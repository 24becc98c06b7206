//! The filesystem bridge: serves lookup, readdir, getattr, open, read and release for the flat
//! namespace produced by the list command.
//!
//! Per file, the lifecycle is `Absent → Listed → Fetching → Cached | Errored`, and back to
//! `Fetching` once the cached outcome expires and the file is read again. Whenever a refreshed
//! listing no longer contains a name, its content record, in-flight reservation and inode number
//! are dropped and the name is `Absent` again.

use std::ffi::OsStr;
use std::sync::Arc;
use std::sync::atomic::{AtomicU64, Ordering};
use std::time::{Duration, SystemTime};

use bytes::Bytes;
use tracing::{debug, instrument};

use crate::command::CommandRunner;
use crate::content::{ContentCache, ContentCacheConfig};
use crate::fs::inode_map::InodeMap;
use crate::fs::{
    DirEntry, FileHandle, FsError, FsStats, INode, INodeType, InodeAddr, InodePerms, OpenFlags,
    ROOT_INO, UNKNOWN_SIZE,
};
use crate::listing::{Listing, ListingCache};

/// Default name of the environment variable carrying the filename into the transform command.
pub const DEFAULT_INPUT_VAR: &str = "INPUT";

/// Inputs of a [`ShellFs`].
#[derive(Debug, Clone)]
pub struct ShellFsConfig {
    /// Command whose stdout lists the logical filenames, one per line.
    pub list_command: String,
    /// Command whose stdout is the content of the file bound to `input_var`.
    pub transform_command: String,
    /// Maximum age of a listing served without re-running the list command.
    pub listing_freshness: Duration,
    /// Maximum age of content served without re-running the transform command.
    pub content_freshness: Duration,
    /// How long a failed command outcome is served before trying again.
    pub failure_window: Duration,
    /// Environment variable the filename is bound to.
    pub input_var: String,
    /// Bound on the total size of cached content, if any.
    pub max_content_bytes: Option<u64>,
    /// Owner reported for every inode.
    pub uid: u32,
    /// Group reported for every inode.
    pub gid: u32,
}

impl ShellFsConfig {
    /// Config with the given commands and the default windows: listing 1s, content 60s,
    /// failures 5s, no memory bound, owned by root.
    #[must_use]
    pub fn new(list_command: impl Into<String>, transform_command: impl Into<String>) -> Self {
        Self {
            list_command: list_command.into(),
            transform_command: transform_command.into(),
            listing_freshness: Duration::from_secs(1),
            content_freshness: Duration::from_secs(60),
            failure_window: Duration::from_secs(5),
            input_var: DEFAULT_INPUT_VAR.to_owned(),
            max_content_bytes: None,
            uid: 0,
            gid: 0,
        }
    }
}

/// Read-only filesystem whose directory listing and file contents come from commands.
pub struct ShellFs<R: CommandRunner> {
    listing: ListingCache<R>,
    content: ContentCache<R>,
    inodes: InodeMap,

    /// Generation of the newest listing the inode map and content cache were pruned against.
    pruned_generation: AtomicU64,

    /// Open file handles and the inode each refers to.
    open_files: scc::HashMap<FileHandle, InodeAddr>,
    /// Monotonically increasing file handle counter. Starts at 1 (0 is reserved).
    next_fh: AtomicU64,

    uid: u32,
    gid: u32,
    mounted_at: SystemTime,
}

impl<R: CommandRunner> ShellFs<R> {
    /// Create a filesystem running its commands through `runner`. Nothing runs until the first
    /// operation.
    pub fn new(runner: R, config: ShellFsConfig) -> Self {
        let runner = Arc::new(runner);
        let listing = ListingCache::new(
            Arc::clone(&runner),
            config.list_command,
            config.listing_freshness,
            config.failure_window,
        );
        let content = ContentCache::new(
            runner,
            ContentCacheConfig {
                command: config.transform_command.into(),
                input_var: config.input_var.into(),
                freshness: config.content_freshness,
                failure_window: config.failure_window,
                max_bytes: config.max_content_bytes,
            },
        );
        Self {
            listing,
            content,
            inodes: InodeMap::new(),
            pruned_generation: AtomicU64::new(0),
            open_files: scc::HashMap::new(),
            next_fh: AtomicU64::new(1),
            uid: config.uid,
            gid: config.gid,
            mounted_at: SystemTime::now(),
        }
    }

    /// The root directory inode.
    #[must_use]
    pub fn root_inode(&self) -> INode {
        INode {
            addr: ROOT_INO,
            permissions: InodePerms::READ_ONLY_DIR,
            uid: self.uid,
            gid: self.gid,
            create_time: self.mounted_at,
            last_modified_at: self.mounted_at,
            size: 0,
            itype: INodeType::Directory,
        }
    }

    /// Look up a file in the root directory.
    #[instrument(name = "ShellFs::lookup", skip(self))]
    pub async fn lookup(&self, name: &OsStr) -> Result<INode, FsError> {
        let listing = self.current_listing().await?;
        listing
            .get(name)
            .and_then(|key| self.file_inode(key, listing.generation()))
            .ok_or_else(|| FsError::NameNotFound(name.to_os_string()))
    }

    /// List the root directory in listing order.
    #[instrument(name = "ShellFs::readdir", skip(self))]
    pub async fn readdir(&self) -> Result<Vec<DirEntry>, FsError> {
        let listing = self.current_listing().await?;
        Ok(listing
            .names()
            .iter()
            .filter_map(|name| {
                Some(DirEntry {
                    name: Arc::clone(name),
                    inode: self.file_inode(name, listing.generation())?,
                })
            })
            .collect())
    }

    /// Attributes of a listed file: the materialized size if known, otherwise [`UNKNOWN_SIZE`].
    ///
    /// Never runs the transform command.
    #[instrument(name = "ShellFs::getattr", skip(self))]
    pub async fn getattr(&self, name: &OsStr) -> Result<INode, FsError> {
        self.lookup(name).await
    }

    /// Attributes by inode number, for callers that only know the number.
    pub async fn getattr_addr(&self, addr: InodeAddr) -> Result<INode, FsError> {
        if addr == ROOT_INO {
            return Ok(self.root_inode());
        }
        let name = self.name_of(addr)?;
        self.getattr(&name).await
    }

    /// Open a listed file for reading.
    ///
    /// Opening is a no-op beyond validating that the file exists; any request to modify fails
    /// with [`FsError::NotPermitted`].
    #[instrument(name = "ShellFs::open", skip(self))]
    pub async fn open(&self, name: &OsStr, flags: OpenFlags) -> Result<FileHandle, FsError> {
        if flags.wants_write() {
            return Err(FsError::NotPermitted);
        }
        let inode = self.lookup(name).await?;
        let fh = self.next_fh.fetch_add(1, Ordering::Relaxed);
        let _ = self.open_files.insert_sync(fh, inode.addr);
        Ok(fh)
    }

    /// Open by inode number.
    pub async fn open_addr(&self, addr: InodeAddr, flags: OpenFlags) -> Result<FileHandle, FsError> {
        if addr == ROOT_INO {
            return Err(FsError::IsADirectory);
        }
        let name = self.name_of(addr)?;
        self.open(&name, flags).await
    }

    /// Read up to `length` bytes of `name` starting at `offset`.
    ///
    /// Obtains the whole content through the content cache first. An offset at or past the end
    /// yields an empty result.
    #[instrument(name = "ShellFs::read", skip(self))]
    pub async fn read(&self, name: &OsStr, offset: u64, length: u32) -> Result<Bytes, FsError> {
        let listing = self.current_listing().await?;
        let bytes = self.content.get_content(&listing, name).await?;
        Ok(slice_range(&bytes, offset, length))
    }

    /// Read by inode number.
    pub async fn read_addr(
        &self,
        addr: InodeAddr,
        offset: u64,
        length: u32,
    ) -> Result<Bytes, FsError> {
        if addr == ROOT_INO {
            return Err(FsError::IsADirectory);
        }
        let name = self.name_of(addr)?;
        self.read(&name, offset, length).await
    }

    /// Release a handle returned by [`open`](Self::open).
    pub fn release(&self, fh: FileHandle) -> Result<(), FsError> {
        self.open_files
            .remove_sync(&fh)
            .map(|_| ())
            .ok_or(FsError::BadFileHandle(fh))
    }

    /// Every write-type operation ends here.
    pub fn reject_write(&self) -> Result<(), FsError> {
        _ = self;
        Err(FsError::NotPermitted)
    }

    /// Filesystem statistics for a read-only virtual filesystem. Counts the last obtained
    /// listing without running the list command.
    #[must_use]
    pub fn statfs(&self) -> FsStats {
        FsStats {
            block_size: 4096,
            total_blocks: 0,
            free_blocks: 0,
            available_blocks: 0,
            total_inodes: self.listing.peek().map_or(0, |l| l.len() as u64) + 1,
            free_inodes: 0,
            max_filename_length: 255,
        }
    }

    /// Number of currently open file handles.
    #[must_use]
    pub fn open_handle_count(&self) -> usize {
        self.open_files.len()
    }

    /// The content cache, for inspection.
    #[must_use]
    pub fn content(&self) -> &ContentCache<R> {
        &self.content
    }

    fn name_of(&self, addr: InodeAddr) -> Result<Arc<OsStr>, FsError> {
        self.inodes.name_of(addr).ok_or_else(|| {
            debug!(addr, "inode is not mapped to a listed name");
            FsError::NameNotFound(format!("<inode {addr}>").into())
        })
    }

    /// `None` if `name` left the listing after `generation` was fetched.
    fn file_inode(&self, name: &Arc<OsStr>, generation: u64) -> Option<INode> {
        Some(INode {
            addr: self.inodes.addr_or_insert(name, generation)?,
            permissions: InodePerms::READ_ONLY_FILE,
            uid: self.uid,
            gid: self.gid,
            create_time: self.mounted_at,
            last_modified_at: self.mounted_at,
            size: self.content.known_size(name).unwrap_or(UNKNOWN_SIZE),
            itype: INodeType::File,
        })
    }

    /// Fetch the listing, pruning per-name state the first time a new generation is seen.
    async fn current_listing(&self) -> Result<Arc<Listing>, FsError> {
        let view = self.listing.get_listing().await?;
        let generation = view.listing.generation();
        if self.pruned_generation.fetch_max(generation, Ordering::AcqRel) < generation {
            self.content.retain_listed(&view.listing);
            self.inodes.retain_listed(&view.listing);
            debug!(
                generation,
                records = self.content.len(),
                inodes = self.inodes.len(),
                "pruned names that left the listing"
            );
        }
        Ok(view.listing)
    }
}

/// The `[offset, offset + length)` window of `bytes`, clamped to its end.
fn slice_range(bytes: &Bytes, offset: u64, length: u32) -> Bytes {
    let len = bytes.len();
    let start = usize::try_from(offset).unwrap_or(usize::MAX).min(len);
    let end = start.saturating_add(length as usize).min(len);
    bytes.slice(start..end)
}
==
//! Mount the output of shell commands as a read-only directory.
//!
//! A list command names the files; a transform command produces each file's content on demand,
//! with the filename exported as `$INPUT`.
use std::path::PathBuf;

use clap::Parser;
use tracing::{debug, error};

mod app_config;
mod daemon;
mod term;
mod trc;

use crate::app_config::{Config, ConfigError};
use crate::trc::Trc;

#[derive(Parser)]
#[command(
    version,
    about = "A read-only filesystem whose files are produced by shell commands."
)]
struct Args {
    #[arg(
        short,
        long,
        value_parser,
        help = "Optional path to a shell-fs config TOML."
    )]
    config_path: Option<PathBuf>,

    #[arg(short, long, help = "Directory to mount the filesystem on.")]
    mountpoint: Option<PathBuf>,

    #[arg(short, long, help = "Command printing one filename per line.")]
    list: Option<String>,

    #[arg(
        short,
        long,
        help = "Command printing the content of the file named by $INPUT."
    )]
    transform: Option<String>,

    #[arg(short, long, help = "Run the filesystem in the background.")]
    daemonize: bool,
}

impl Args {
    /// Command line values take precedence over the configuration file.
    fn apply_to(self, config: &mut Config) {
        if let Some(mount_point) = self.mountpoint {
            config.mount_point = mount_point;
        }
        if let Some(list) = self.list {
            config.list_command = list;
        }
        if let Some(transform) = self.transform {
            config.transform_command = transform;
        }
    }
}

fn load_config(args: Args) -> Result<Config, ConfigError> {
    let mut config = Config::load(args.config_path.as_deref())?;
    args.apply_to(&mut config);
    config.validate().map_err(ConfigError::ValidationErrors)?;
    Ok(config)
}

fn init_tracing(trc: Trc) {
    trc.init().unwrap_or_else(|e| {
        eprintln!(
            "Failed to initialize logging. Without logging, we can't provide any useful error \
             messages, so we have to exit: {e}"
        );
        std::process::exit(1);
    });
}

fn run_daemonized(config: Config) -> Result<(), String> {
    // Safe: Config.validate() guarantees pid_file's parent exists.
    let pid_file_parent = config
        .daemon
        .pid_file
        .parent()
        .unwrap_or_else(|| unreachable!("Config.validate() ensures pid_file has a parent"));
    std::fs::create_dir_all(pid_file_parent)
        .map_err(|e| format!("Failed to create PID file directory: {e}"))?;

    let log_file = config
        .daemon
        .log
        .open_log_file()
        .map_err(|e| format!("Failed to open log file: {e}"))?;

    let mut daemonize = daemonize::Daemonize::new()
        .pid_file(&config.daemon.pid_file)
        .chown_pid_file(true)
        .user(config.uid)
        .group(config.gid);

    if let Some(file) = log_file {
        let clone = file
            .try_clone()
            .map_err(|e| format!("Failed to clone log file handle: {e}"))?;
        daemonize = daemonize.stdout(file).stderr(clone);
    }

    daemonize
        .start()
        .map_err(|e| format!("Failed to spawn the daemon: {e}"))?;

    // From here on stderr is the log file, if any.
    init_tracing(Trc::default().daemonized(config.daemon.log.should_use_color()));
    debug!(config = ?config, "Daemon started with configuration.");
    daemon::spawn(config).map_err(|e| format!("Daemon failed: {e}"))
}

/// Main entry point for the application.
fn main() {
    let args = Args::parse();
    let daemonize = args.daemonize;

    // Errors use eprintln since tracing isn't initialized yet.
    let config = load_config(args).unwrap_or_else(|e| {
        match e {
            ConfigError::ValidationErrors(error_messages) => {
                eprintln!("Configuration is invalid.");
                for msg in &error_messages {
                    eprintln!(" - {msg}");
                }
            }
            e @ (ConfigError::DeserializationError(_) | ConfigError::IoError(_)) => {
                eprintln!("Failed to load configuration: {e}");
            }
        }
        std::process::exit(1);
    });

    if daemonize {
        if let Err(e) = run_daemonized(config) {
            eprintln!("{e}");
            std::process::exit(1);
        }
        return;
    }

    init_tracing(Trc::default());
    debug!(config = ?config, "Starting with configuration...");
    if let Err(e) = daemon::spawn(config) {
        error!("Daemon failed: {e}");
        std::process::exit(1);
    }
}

_What the task asks_: Scan the material above for the word "ListingCache", and copy each line where it appears.

_Solution to this exercise_:
use crate::listing::{Listing, ListingCache};
    listing: ListingCache<R>,
        let listing = ListingCache::new(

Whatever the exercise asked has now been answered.